THE RECORDS:
·····
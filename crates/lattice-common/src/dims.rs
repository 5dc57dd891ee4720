//! Lattice dimensions.

use serde::{Deserialize, Serialize};

use crate::error::{LatticeError, LatticeResult};

/// Largest accepted extent along either axis.
///
/// Keeps `m + n` (the last diagonal index) inside `u32`.
pub const MAX_EXTENT: u32 = u32::MAX / 2;

/// The two integer extents `(m, n)` of a triangular lattice.
///
/// Both extents are in `1..=MAX_EXTENT`. Values are fixed for the lifetime
/// of a render and never mutated after construction.
#[derive(Debug, Clone, Copy, PartialEq, Eq, Hash, Serialize, Deserialize)]
#[serde(try_from = "RawDims")]
pub struct LatticeDims {
    m: u32,
    n: u32,
}

#[derive(Deserialize)]
struct RawDims {
    m: u32,
    n: u32,
}

impl TryFrom<RawDims> for LatticeDims {
    type Error = LatticeError;

    fn try_from(raw: RawDims) -> LatticeResult<Self> {
        LatticeDims::new(raw.m, raw.n)
    }
}

impl LatticeDims {
    /// Create lattice dimensions, rejecting zero or oversized extents.
    pub fn new(m: u32, n: u32) -> LatticeResult<Self> {
        let valid = 1..=MAX_EXTENT;
        if !valid.contains(&m) || !valid.contains(&n) {
            return Err(LatticeError::InvalidDimensions { m, n });
        }
        Ok(Self { m, n })
    }

    pub fn m(&self) -> u32 {
        self.m
    }

    pub fn n(&self) -> u32 {
        self.n
    }

    /// True when `2n == m`, where the A-axis formula has a zero denominator.
    pub fn a_is_vertical(&self) -> bool {
        2 * u64::from(self.n) == u64::from(self.m)
    }

    /// True when `2m == n`, where the B-axis formula has a zero denominator.
    pub fn b_is_vertical(&self) -> bool {
        2 * u64::from(self.m) == u64::from(self.n)
    }
}

impl std::fmt::Display for LatticeDims {
    fn fmt(&self, f: &mut std::fmt::Formatter<'_>) -> std::fmt::Result {
        write!(f, "({}, {})", self.m, self.n)
    }
}
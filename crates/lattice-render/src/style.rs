//! Stroke style for grid lines.

use serde::{Deserialize, Serialize};

use crate::error::RenderResult;

/// Stroke applied to a line primitive.
#[derive(Debug, Clone, PartialEq, Deserialize, Serialize)]
pub struct StrokeStyle {
    /// Any SVG paint value, e.g. `black` or `#336699`
    pub color: String,
    /// Stroke width in canvas units
    #[serde(default = "default_width")]
    pub width: f32,
}

fn default_width() -> f32 {
    1.0
}

impl Default for StrokeStyle {
    fn default() -> Self {
        Self {
            color: "black".to_string(),
            width: default_width(),
        }
    }
}

impl StrokeStyle {
    pub fn new(color: impl Into<String>, width: f32) -> Self {
        Self {
            color: color.into(),
            width,
        }
    }

    /// Parse a stroke style from JSON, e.g. `{"color": "#ff0000", "width": 2}`.
    pub fn from_json(json_str: &str) -> RenderResult<Self> {
        Ok(serde_json::from_str(json_str)?)
    }

    /// Width formatted for an SVG attribute.
    pub fn width_attr(&self) -> String {
        self.width.to_string()
    }
}
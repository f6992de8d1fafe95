// Bounded Work Queue - capacity-limited FIFO hand-off between producers and workers

use super::error::{DomainError, Result};
use super::work_item::WorkItem;
use serde::Serialize;
use std::collections::VecDeque;
use std::sync::atomic::{AtomicU64, Ordering};
use std::sync::{Mutex, MutexGuard, PoisonError};
use std::time::Duration;
use tokio::sync::{Semaphore, TryAcquireError};
use tracing::{debug, info};

/// A queued work item tagged with its admission sequence number.
///
/// `seq` is diagnostic only; ordering is the queue position.
#[derive(Debug)]
pub struct QueuedItem {
    pub seq: u64,
    pub item: WorkItem,
}

/// Snapshot of admission outcomes since construction
#[derive(Debug, Clone, Copy, Default, PartialEq, Eq, Serialize)]
pub struct QueueCounters {
    pub accepted: u64,
    pub rejected: u64,
    pub timed_out: u64,
}

#[derive(Debug, Default)]
struct AdmissionCounters {
    accepted: AtomicU64,
    rejected: AtomicU64,
    timed_out: AtomicU64,
}

struct State {
    items: VecDeque<QueuedItem>,
    closed: bool,
}

/// Fixed-capacity, order-preserving queue of [`WorkItem`]s.
///
/// Capacity is accounted with two semaphores: `slots` holds one permit per
/// free position and `ready` one permit per stored item (plus a single
/// wake-up permit after [`close`](Self::close)). A producer must win a slot
/// permit before touching the storage and a consumer must win a ready permit,
/// so occupancy stays within `0..=capacity` for any interleaving. Tokio
/// semaphores hand permits to waiters in FIFO order, which keeps blocked
/// producers and consumers from starving.
pub struct BoundedWorkQueue {
    capacity: usize,
    state: Mutex<State>,
    slots: Semaphore,
    ready: Semaphore,
    next_seq: AtomicU64,
    counters: AdmissionCounters,
}

impl BoundedWorkQueue {
    pub fn new(capacity: usize) -> Result<Self> {
        if capacity == 0 || capacity > Semaphore::MAX_PERMITS {
            return Err(DomainError::InvalidConfiguration(format!(
                "queue capacity must be between 1 and {}, got {}",
                Semaphore::MAX_PERMITS,
                capacity
            )));
        }

        Ok(Self {
            capacity,
            state: Mutex::new(State {
                items: VecDeque::with_capacity(capacity),
                closed: false,
            }),
            slots: Semaphore::new(capacity),
            ready: Semaphore::new(0),
            next_seq: AtomicU64::new(0),
            counters: AdmissionCounters::default(),
        })
    }

    /// Add `item` without waiting.
    ///
    /// Returns the admission sequence number, or `Rejected` when every slot is
    /// taken. Rejection is the normal backpressure signal, not a fault.
    pub fn try_enqueue(&self, item: WorkItem) -> Result<u64> {
        match self.slots.try_acquire() {
            Ok(permit) => {
                permit.forget();
                self.push(item)
            }
            Err(TryAcquireError::Closed) => Err(DomainError::QueueClosed),
            Err(TryAcquireError::NoPermits) => {
                self.counters.rejected.fetch_add(1, Ordering::Relaxed);
                debug!(capacity = self.capacity, "Queue full, rejecting item");
                Err(DomainError::Rejected {
                    capacity: self.capacity,
                })
            }
        }
    }

    /// Wait up to `timeout` for a free slot, then add `item`
    pub async fn enqueue_blocking(&self, item: WorkItem, timeout: Duration) -> Result<u64> {
        match tokio::time::timeout(timeout, self.slots.acquire()).await {
            Ok(Ok(permit)) => {
                permit.forget();
                self.push(item)
            }
            Ok(Err(_)) => Err(DomainError::QueueClosed),
            Err(_) => {
                self.counters.timed_out.fetch_add(1, Ordering::Relaxed);
                debug!(capacity = self.capacity, ?timeout, "Enqueue timed out");
                Err(DomainError::EnqueueTimeout { timeout })
            }
        }
    }

    /// Wait for the oldest item and take it.
    ///
    /// Waits indefinitely while the queue is open. Returns `None` only once the
    /// queue is closed and empty.
    pub async fn dequeue_blocking(&self) -> Option<QueuedItem> {
        loop {
            // `ready` is never closed; an error here means it was torn down
            let permit = self.ready.acquire().await.ok()?;
            permit.forget();

            if let Some(next) = self.pop_after_permit() {
                return next;
            }
        }
    }

    /// Take the oldest item if one is ready right now
    pub fn try_dequeue(&self) -> Option<QueuedItem> {
        let permit = self.ready.try_acquire().ok()?;
        permit.forget();
        self.pop_after_permit().flatten()
    }

    /// Stop admitting work. Pending items stay dequeuable.
    ///
    /// Returns false if the queue was already closed.
    pub fn close(&self) -> bool {
        let pending = {
            let mut state = self.lock_state();
            if state.closed {
                return false;
            }
            state.closed = true;
            state.items.len()
        };

        // Wakes blocked producers with `QueueClosed`
        self.slots.close();
        // Wake-up permit: lets idle consumers observe closed-and-empty
        self.ready.add_permits(1);

        info!(capacity = self.capacity, pending, "Queue closed to new work");
        true
    }

    /// Remove and return every pending item, oldest first
    pub fn drain(&self) -> Vec<QueuedItem> {
        let drained: Vec<QueuedItem> = self.lock_state().items.drain(..).collect();

        // Consumers that already hold a permit for a drained item find the
        // storage empty and go back to waiting.
        for _ in 0..drained.len() {
            match self.ready.try_acquire() {
                Ok(permit) => permit.forget(),
                Err(_) => break,
            }
        }
        self.slots.add_permits(drained.len());

        if !drained.is_empty() {
            debug!(count = drained.len(), "Drained pending items");
        }
        drained
    }

    /// Advisory occupancy snapshot; may be stale by the time it is read
    pub fn size(&self) -> usize {
        self.lock_state().items.len()
    }

    pub fn capacity(&self) -> usize {
        self.capacity
    }

    pub fn is_closed(&self) -> bool {
        self.lock_state().closed
    }

    pub fn counters(&self) -> QueueCounters {
        QueueCounters {
            accepted: self.counters.accepted.load(Ordering::Relaxed),
            rejected: self.counters.rejected.load(Ordering::Relaxed),
            timed_out: self.counters.timed_out.load(Ordering::Relaxed),
        }
    }

    /// Store an item whose slot permit has already been consumed
    fn push(&self, item: WorkItem) -> Result<u64> {
        let seq = {
            let mut state = self.lock_state();
            if state.closed {
                drop(state);
                self.slots.add_permits(1);
                return Err(DomainError::QueueClosed);
            }
            let seq = self.next_seq.fetch_add(1, Ordering::Relaxed);
            state.items.push_back(QueuedItem { seq, item });
            seq
        };

        self.ready.add_permits(1);
        self.counters.accepted.fetch_add(1, Ordering::Relaxed);
        Ok(seq)
    }

    /// Pop after a ready permit was consumed.
    ///
    /// `Some(Some(_))` is an item, `Some(None)` means closed and empty, `None`
    /// means the permit was stale (its item was drained) and the caller should
    /// wait again.
    fn pop_after_permit(&self) -> Option<Option<QueuedItem>> {
        let mut state = self.lock_state();
        if let Some(next) = state.items.pop_front() {
            drop(state);
            self.slots.add_permits(1);
            return Some(Some(next));
        }
        if state.closed {
            drop(state);
            // Pass the wake-up on to the next idle consumer
            self.ready.add_permits(1);
            return Some(None);
        }
        None
    }

    // Storage holds no invariant a panicking lock holder could break
    fn lock_state(&self) -> MutexGuard<'_, State> {
        self.state.lock().unwrap_or_else(PoisonError::into_inner)
    }
}

impl std::fmt::Debug for BoundedWorkQueue {
    fn fmt(&self, f: &mut std::fmt::Formatter<'_>) -> std::fmt::Result {
        f.debug_struct("BoundedWorkQueue")
            .field("capacity", &self.capacity)
            .field("size", &self.size())
            .finish()
    }
}
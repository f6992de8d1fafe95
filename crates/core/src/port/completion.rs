// Completion Sink Port
// Per-item outcomes leave the worker loop here; producers never see them.

use crate::domain::TaskError;
use serde::Serialize;
use tracing::{debug, error, warn};

/// Final state of one work item
#[derive(Debug, Clone, PartialEq, Eq, Serialize)]
#[serde(tag = "status", content = "error", rename_all = "snake_case")]
pub enum TaskOutcome {
    Completed,
    Failed(TaskError),
    /// Still queued when the pool shut down under `Discard` or `Abort`
    Discarded,
    /// In flight when the pool shut down under `Abort`
    Aborted,
}

impl TaskOutcome {
    pub fn is_success(&self) -> bool {
        matches!(self, TaskOutcome::Completed)
    }
}

/// What happened to a work item, reported once per item
#[derive(Debug, Clone, Serialize)]
pub struct ItemReport {
    /// `None` for items that never reached a worker
    pub worker_id: Option<usize>,
    pub seq: u64,
    pub label: Option<String>,
    pub outcome: TaskOutcome,
    /// Service time read when the worker picked the item up
    pub service_seconds: Option<i64>,
    pub finished_at_millis: i64,
}

/// Receives item outcomes and worker deaths.
///
/// Called from worker tasks, so implementations must be cheap and must not
/// block. A panic raised here escapes the per-item guard and kills the worker.
pub trait CompletionSink: Send + Sync {
    fn on_outcome(&self, report: &ItemReport);

    /// A worker left its loop abnormally
    fn on_worker_died(&self, _worker_id: usize, _reason: &str) {}
}

/// Default sink: structured log lines only
pub struct TracingCompletionSink;

impl CompletionSink for TracingCompletionSink {
    fn on_outcome(&self, report: &ItemReport) {
        match &report.outcome {
            TaskOutcome::Completed => debug!(
                worker_id = ?report.worker_id,
                item_seq = report.seq,
                label = ?report.label,
                service_seconds = ?report.service_seconds,
                "Item completed"
            ),
            TaskOutcome::Failed(e) => error!(
                worker_id = ?report.worker_id,
                item_seq = report.seq,
                label = ?report.label,
                error = %e,
                "Item failed"
            ),
            TaskOutcome::Discarded => warn!(
                item_seq = report.seq,
                label = ?report.label,
                "Item discarded at shutdown"
            ),
            TaskOutcome::Aborted => warn!(
                worker_id = ?report.worker_id,
                item_seq = report.seq,
                label = ?report.label,
                "Item aborted at shutdown"
            ),
        }
    }

    fn on_worker_died(&self, worker_id: usize, reason: &str) {
        error!(worker_id, reason, "Worker died");
    }
}

// ============================================================================
// Mock Implementations for Testing
// ============================================================================

pub mod mocks {
    use super::*;
    use std::sync::atomic::{AtomicUsize, Ordering};
    use std::sync::{Mutex, PoisonError};
    use tokio::sync::Notify;

    /// Records every report and lets tests wait for a given count
    #[derive(Default)]
    pub struct RecordingSink {
        reports: Mutex<Vec<ItemReport>>,
        deaths: Mutex<Vec<(usize, String)>>,
        notify: Notify,
    }

    impl RecordingSink {
        pub fn new() -> Self {
            Self::default()
        }

        pub fn reports(&self) -> Vec<ItemReport> {
            self.reports
                .lock()
                .unwrap_or_else(PoisonError::into_inner)
                .clone()
        }

        pub fn deaths(&self) -> Vec<(usize, String)> {
            self.deaths
                .lock()
                .unwrap_or_else(PoisonError::into_inner)
                .clone()
        }

        pub fn count(&self, pred: impl Fn(&TaskOutcome) -> bool) -> usize {
            self.reports
                .lock()
                .unwrap_or_else(PoisonError::into_inner)
                .iter()
                .filter(|r| pred(&r.outcome))
                .count()
        }

        /// Wait until at least `n` reports have arrived
        pub async fn wait_for(&self, n: usize) {
            loop {
                let notified = self.notify.notified();
                if self.reports.lock().unwrap_or_else(PoisonError::into_inner).len() >= n {
                    return;
                }
                notified.await;
            }
        }
    }

    impl CompletionSink for RecordingSink {
        fn on_outcome(&self, report: &ItemReport) {
            self.reports
                .lock()
                .unwrap_or_else(PoisonError::into_inner)
                .push(report.clone());
            self.notify.notify_waiters();
        }

        fn on_worker_died(&self, worker_id: usize, reason: &str) {
            self.deaths
                .lock()
                .unwrap_or_else(PoisonError::into_inner)
                .push((worker_id, reason.to_string()));
        }
    }

    /// Forwards to a [`RecordingSink`] but panics on selected reports,
    /// killing the worker that delivered them
    pub struct PanickingSink {
        inner: RecordingSink,
        remaining_panics: AtomicUsize,
    }

    impl PanickingSink {
        pub fn new(panics: usize) -> Self {
            Self {
                inner: RecordingSink::new(),
                remaining_panics: AtomicUsize::new(panics),
            }
        }

        pub fn recorded(&self) -> &RecordingSink {
            &self.inner
        }
    }

    impl CompletionSink for PanickingSink {
        fn on_outcome(&self, report: &ItemReport) {
            self.inner.on_outcome(report);
            let armed = self
                .remaining_panics
                .fetch_update(Ordering::SeqCst, Ordering::SeqCst, |n| n.checked_sub(1))
                .is_ok();
            if armed {
                panic!("completion sink exploded on item {}", report.seq);
            }
        }

        fn on_worker_died(&self, worker_id: usize, reason: &str) {
            self.inner.on_worker_died(worker_id, reason);
        }
    }
}
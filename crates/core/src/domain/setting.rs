// Service Time Setting - the single runtime-tunable value

use super::error::{DomainError, Result};
use std::sync::atomic::{AtomicI64, Ordering};
use tokio::sync::watch;
use tracing::info;

/// Simulated seconds each work item takes when nothing else is configured
pub const DEFAULT_SERVICE_SECONDS: i64 = 5;

/// Simulated per-item service time, shared between workers and a control surface.
///
/// Reads are a single atomic load, so any number of workers can call
/// [`get`](Self::get) without contending. Writes are serialized through the
/// change channel so the stored value and the last published change always
/// agree; between concurrent writers the last one to finish wins.
///
/// Construct one per pool and pass it explicitly (usually in an `Arc`).
#[derive(Debug)]
pub struct ServiceTimeSetting {
    seconds: AtomicI64,
    changes: watch::Sender<i64>,
}

impl ServiceTimeSetting {
    pub fn new(initial_seconds: i64) -> Result<Self> {
        validate(initial_seconds)?;
        let (changes, _) = watch::channel(initial_seconds);
        Ok(Self {
            seconds: AtomicI64::new(initial_seconds),
            changes,
        })
    }

    /// Current service time in simulated seconds
    pub fn get(&self) -> i64 {
        self.seconds.load(Ordering::Acquire)
    }

    /// Replace the service time, returning the previous value.
    ///
    /// Negative values are rejected with `InvalidConfiguration` and leave the
    /// stored value untouched.
    pub fn set(&self, seconds: i64) -> Result<i64> {
        validate(seconds)?;

        let mut previous = 0;
        self.changes.send_modify(|published| {
            previous = self.seconds.swap(seconds, Ordering::AcqRel);
            *published = seconds;
        });

        info!(previous, service_seconds = seconds, "Service time updated");
        Ok(previous)
    }

    /// Receiver that observes every subsequent change
    pub fn subscribe(&self) -> watch::Receiver<i64> {
        self.changes.subscribe()
    }
}

impl Default for ServiceTimeSetting {
    fn default() -> Self {
        let (changes, _) = watch::channel(DEFAULT_SERVICE_SECONDS);
        Self {
            seconds: AtomicI64::new(DEFAULT_SERVICE_SECONDS),
            changes,
        }
    }
}

fn validate(seconds: i64) -> Result<()> {
    if seconds < 0 {
        return Err(DomainError::InvalidConfiguration(format!(
            "service time must be non-negative, got {}",
            seconds
        )));
    }
    Ok(())
}
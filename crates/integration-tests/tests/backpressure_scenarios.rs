//! End-to-end backpressure scenarios
//!
//! - Full queue rejects until a worker frees a slot
//! - Workers drain concurrently at the configured service time
//! - Drain-then-stop lets the in-flight item finish
//! - Runtime service time changes reach the next dequeued item

use slowpoke_core::application::WorkerPool;
use slowpoke_core::domain::{DomainError, PoolConfig, ServiceTimeSetting, ShutdownPolicy, WorkItem};
use slowpoke_core::port::completion::mocks::RecordingSink;
use slowpoke_core::port::time_provider::SystemTimeProvider;
use slowpoke_core::port::TaskOutcome;
use std::sync::atomic::{AtomicUsize, Ordering};
use std::sync::Arc;
use std::time::Duration;
use tokio::task::JoinSet;
use tokio::time::Instant;

fn pool_with(
    workers: usize,
    capacity: usize,
    service_seconds: i64,
) -> (WorkerPool, Arc<ServiceTimeSetting>, Arc<RecordingSink>) {
    let setting = Arc::new(ServiceTimeSetting::new(service_seconds).unwrap());
    let sink = Arc::new(RecordingSink::new());
    let pool = WorkerPool::start(
        PoolConfig::new(workers, capacity),
        setting.clone(),
        sink.clone(),
        Arc::new(SystemTimeProvider),
    )
    .unwrap();
    (pool, setting, sink)
}

/// Capacity 2, one worker, zero service time: the third offer bounces,
/// a fourth succeeds once the worker has taken one
#[tokio::test(start_paused = true)]
async fn test_rejection_until_worker_drains() {
    let (pool, _setting, sink) = pool_with(1, 2, 0);
    let queue = pool.queue().clone();

    assert!(queue.try_enqueue(WorkItem::noop()).is_ok());
    assert!(queue.try_enqueue(WorkItem::noop()).is_ok());
    assert!(matches!(
        queue.try_enqueue(WorkItem::noop()),
        Err(DomainError::Rejected { capacity: 2 })
    ));

    sink.wait_for(1).await;
    assert!(queue.try_enqueue(WorkItem::noop()).is_ok());

    pool.shutdown(ShutdownPolicy::Drain).await.unwrap();
    assert_eq!(sink.count(TaskOutcome::is_success), 3);

    println!("✅ Scenario: full queue rejects, freed slot admits");
}

/// Two workers, ten one-second items: about five seconds end to end
#[tokio::test(start_paused = true)]
async fn test_two_workers_halve_drain_time() {
    let (pool, _setting, sink) = pool_with(2, 10, 1);

    for _ in 0..10 {
        pool.queue().try_enqueue(WorkItem::noop()).unwrap();
    }
    assert!(pool.queue().try_enqueue(WorkItem::noop()).is_err());

    let started = Instant::now();
    sink.wait_for(10).await;
    let elapsed = started.elapsed();

    assert!(elapsed >= Duration::from_secs(5), "elapsed {:?}", elapsed);
    assert!(elapsed < Duration::from_secs(6), "elapsed {:?}", elapsed);

    let per_worker = |id| {
        sink.reports()
            .iter()
            .filter(|r| r.worker_id == Some(id))
            .count()
    };
    assert_eq!(per_worker(0) + per_worker(1), 10);
    assert!(per_worker(0) > 0 && per_worker(1) > 0, "Both workers took items");

    pool.stop().await.unwrap();
    println!("✅ Scenario: workers drain concurrently");
}

/// Drain-then-stop: the in-flight item completes before its worker exits
#[tokio::test(start_paused = true)]
async fn test_drain_shutdown_completes_in_flight_item() {
    let (pool, _setting, sink) = pool_with(1, 4, 10);
    let finished = Arc::new(AtomicUsize::new(0));

    let counter = finished.clone();
    pool.queue()
        .try_enqueue(WorkItem::from_fn(move || {
            counter.fetch_add(1, Ordering::SeqCst);
        }))
        .unwrap();

    // Let the worker take the item and start its simulated delay
    tokio::time::sleep(Duration::from_secs(1)).await;
    assert_eq!(pool.queue().size(), 0);
    assert_eq!(finished.load(Ordering::SeqCst), 0);

    let started = Instant::now();
    let report = pool.shutdown(ShutdownPolicy::Drain).await.unwrap();

    assert!(started.elapsed() >= Duration::from_secs(9));
    assert_eq!(finished.load(Ordering::SeqCst), 1);
    assert_eq!(report.outcomes.completed, 1);
    assert_eq!(pool.live_workers(), 0);
    assert!(matches!(
        pool.queue().try_enqueue(WorkItem::noop()),
        Err(DomainError::QueueClosed)
    ));

    println!("✅ Scenario: drain-then-stop finishes in-flight work");
}

/// An operator write is seen by the next item, not the one in flight
#[tokio::test(start_paused = true)]
async fn test_runtime_tuning_applies_to_next_item() {
    let (pool, setting, sink) = pool_with(1, 4, 2);
    for _ in 0..3 {
        pool.queue().try_enqueue(WorkItem::noop()).unwrap();
    }

    tokio::time::sleep(Duration::from_millis(500)).await;
    setting.set(0).unwrap();

    sink.wait_for(3).await;
    let seen: Vec<Option<i64>> = sink.reports().iter().map(|r| r.service_seconds).collect();
    assert_eq!(seen, vec![Some(2), Some(0), Some(0)]);

    assert!(setting.set(-1).is_err());
    assert_eq!(pool.stats().service_seconds, 0);

    pool.stop().await.unwrap();
    println!("✅ Scenario: service time tunable without restart");
}

/// Many producers against a live pool: occupancy stays bounded and every
/// admitted item is reported exactly once
#[tokio::test(flavor = "multi_thread", worker_threads = 4)]
async fn test_overload_is_bounded_and_accounted() {
    const CAPACITY: usize = 8;
    let setting = Arc::new(ServiceTimeSetting::new(1).unwrap());
    let sink = Arc::new(RecordingSink::new());
    let pool = Arc::new(
        WorkerPool::start(
            PoolConfig::new(3, CAPACITY).with_service_unit(Duration::from_millis(2)),
            setting,
            sink.clone(),
            Arc::new(SystemTimeProvider),
        )
        .unwrap(),
    );

    let mut producers = JoinSet::new();
    for _ in 0..6 {
        let pool = pool.clone();
        producers.spawn(async move {
            let (mut accepted, mut rejected) = (0usize, 0usize);
            for _ in 0..200 {
                match pool.queue().try_enqueue(WorkItem::noop()) {
                    Ok(_) => accepted += 1,
                    Err(DomainError::Rejected { .. }) => rejected += 1,
                    Err(e) => panic!("unexpected admission error: {}", e),
                }
                assert!(pool.queue().size() <= CAPACITY);
                tokio::task::yield_now().await;
            }
            (accepted, rejected)
        });
    }

    let (mut accepted, mut rejected) = (0, 0);
    while let Some(result) = producers.join_next().await {
        let (a, r) = result.unwrap();
        accepted += a;
        rejected += r;
    }
    assert_eq!(accepted + rejected, 1_200);
    assert!(rejected > 0, "Producers outran three slow workers");

    let report = pool.shutdown(ShutdownPolicy::Drain).await.unwrap();
    assert_eq!(report.outcomes.completed as usize, accepted);
    assert_eq!(sink.reports().len(), accepted);

    let stats = pool.stats();
    assert_eq!(stats.accepted as usize, accepted);
    assert_eq!(stats.rejected as usize, rejected);

    println!("✅ Overload: bounded occupancy, no lost or duplicated items");
}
·····
WHAT YOU WILL DO:
Return exactly, and only, the lines from the start of the listing through the line with "a line primitive.".

EXERCISE RESULT:
filename crates/lattice-common/src/dims.rs
repository 5dc57dd891ee4720
//! Lattice dimensions.

use serde::{Deserialize, Serialize};

use crate::error::{LatticeError, LatticeResult};

/// Largest accepted extent along either axis.
///
/// Keeps `m + n` (the last diagonal index) inside `u32`.
pub const MAX_EXTENT: u32 = u32::MAX / 2;

/// The two integer extents `(m, n)` of a triangular lattice.
///
/// Both extents are in `1..=MAX_EXTENT`. Values are fixed for the lifetime
/// of a render and never mutated after construction.
#[derive(Debug, Clone, Copy, PartialEq, Eq, Hash, Serialize, Deserialize)]
#[serde(try_from = "RawDims")]
pub struct LatticeDims {
    m: u32,
    n: u32,
}

#[derive(Deserialize)]
struct RawDims {
    m: u32,
    n: u32,
}

impl TryFrom<RawDims> for LatticeDims {
    type Error = LatticeError;

    fn try_from(raw: RawDims) -> LatticeResult<Self> {
        LatticeDims::new(raw.m, raw.n)
    }
}

impl LatticeDims {
    /// Create lattice dimensions, rejecting zero or oversized extents.
    pub fn new(m: u32, n: u32) -> LatticeResult<Self> {
        let valid = 1..=MAX_EXTENT;
        if !valid.contains(&m) || !valid.contains(&n) {
            return Err(LatticeError::InvalidDimensions { m, n });
        }
        Ok(Self { m, n })
    }

    pub fn m(&self) -> u32 {
        self.m
    }

    pub fn n(&self) -> u32 {
        self.n
    }

    /// True when `2n == m`, where the A-axis formula has a zero denominator.
    pub fn a_is_vertical(&self) -> bool {
        2 * u64::from(self.n) == u64::from(self.m)
    }

    /// True when `2m == n`, where the B-axis formula has a zero denominator.
    pub fn b_is_vertical(&self) -> bool {
        2 * u64::from(self.m) == u64::from(self.n)
    }
}

impl std::fmt::Display for LatticeDims {
    fn fmt(&self, f: &mut std::fmt::Formatter<'_>) -> std::fmt::Result {
        write!(f, "({}, {})", self.m, self.n)
    }
}
filename crates/lattice-render/src/style.rs
//! Stroke style for grid lines.

use serde::{Deserialize, Serialize};

use crate::error::RenderResult;

/// Stroke applied to a line primitive.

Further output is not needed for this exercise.